• [PROVIDED RECORDS]:
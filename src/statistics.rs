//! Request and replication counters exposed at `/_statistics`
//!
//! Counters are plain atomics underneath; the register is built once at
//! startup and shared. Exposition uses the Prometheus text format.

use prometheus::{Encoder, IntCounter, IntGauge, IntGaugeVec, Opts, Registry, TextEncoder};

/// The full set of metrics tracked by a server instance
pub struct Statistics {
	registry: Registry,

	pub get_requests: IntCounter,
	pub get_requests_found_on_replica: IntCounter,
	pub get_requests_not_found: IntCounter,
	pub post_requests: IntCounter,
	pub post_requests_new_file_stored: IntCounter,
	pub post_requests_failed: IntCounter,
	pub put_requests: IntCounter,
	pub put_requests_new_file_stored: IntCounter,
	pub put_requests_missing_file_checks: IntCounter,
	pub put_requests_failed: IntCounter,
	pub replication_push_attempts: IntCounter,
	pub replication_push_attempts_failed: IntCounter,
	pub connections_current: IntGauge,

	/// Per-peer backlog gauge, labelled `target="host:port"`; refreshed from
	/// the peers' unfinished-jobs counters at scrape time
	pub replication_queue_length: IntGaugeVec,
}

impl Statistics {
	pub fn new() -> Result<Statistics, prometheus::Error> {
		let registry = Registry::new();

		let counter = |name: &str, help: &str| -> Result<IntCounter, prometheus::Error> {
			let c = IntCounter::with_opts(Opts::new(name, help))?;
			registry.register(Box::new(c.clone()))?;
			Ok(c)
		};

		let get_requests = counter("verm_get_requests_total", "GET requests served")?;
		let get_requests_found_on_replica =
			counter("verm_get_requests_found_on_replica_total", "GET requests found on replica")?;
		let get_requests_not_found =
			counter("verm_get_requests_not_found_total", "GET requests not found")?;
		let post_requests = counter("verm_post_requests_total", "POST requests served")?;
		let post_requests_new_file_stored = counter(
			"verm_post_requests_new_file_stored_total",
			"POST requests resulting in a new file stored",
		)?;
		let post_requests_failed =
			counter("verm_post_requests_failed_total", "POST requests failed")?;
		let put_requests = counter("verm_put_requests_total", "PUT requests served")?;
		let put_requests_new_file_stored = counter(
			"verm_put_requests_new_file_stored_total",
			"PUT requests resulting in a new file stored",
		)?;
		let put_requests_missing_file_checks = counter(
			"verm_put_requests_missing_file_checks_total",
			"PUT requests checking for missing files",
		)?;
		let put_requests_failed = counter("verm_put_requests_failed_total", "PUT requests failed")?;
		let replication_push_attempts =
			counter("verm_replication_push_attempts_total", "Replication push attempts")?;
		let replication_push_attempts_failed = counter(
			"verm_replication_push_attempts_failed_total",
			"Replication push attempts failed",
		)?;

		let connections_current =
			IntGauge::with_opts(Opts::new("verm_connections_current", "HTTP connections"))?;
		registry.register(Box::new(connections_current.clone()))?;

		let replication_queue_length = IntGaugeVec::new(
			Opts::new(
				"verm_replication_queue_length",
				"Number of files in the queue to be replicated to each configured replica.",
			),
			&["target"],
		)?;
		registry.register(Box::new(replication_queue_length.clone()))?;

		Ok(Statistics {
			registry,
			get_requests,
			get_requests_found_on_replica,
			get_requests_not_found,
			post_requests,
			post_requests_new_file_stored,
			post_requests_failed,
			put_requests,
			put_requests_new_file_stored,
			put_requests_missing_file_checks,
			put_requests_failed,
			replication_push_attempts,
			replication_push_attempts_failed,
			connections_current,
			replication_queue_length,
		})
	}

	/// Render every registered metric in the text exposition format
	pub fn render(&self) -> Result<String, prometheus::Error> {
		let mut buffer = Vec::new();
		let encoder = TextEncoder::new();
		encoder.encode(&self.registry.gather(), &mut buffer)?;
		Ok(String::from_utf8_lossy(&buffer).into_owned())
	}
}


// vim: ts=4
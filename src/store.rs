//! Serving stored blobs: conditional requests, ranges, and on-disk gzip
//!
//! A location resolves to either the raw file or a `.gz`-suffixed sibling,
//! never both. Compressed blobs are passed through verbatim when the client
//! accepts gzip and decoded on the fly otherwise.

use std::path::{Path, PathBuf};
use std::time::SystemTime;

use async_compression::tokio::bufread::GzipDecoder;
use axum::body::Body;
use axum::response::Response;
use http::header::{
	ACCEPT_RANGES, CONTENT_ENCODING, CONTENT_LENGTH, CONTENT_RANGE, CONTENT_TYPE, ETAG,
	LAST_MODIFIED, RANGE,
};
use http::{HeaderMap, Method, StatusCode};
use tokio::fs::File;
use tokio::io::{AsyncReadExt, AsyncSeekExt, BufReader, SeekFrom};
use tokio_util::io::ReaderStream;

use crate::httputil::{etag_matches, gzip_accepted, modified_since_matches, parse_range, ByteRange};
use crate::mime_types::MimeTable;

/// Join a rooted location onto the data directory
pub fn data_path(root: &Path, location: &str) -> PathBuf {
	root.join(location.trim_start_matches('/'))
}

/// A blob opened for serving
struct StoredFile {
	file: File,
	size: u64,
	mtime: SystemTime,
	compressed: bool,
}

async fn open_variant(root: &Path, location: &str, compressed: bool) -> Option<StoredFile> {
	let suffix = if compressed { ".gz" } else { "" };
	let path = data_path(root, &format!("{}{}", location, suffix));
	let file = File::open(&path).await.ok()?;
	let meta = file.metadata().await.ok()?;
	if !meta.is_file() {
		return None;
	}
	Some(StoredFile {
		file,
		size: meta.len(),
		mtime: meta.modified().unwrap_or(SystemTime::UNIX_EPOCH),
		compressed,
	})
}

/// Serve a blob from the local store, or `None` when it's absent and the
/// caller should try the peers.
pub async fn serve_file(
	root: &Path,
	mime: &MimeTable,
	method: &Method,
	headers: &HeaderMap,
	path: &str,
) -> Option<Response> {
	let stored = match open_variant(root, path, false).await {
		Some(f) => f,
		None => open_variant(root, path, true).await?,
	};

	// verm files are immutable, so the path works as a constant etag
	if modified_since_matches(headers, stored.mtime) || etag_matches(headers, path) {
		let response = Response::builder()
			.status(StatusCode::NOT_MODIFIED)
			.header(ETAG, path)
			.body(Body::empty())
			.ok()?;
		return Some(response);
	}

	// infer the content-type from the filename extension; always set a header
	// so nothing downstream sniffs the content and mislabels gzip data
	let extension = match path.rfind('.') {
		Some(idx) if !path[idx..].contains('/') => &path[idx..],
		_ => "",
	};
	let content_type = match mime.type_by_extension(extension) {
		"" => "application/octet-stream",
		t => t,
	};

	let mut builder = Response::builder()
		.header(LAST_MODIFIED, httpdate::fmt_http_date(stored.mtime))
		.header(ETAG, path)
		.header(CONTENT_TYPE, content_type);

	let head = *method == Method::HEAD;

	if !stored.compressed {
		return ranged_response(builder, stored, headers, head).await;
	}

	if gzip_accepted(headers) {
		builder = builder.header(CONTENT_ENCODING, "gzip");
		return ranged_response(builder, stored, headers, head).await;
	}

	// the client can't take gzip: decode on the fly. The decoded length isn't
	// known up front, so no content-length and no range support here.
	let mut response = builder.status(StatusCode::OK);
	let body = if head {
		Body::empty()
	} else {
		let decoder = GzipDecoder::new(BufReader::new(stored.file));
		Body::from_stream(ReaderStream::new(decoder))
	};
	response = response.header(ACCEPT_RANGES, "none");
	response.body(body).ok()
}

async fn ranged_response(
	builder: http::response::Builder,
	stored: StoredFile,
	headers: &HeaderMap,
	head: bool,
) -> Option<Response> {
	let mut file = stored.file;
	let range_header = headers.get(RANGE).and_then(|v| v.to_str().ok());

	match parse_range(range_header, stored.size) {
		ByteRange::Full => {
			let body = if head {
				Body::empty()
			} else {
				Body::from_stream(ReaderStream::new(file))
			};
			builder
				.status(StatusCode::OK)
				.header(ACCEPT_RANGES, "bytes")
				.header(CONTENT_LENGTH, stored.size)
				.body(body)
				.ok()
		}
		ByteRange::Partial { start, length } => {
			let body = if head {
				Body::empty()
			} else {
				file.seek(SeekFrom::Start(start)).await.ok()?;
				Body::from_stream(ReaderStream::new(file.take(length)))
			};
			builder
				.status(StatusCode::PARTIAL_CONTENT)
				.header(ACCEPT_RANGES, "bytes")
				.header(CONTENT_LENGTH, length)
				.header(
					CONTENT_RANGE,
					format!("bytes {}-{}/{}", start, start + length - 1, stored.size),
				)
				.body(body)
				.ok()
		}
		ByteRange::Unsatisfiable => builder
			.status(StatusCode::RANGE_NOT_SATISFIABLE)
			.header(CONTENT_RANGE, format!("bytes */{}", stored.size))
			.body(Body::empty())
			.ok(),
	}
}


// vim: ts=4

---

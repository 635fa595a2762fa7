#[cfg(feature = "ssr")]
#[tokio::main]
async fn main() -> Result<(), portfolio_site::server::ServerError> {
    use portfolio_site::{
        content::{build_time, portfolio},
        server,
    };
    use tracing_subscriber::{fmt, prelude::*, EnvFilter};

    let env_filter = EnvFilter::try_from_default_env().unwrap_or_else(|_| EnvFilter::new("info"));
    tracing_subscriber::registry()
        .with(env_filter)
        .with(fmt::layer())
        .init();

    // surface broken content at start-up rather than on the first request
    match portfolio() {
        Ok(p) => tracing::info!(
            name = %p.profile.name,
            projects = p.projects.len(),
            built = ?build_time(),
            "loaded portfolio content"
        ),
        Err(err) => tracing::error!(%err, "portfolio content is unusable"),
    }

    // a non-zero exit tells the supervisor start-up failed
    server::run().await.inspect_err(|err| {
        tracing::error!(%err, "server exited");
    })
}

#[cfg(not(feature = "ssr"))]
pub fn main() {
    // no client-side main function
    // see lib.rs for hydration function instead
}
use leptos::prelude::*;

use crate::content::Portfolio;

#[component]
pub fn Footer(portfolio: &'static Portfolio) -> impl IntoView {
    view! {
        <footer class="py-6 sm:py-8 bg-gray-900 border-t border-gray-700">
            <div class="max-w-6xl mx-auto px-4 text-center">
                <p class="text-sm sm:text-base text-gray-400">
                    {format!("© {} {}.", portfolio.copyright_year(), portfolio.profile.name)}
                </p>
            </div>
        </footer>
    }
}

• [TASK PROMPT]:
From the entries above, copy each line that holds "files".

• [TASK OUTPUT]:
			"PUT requests checking for missing files",
				"Number of files in the queue to be replicated to each configured replica.",
	// verm files are immutable, so the path works as a constant etag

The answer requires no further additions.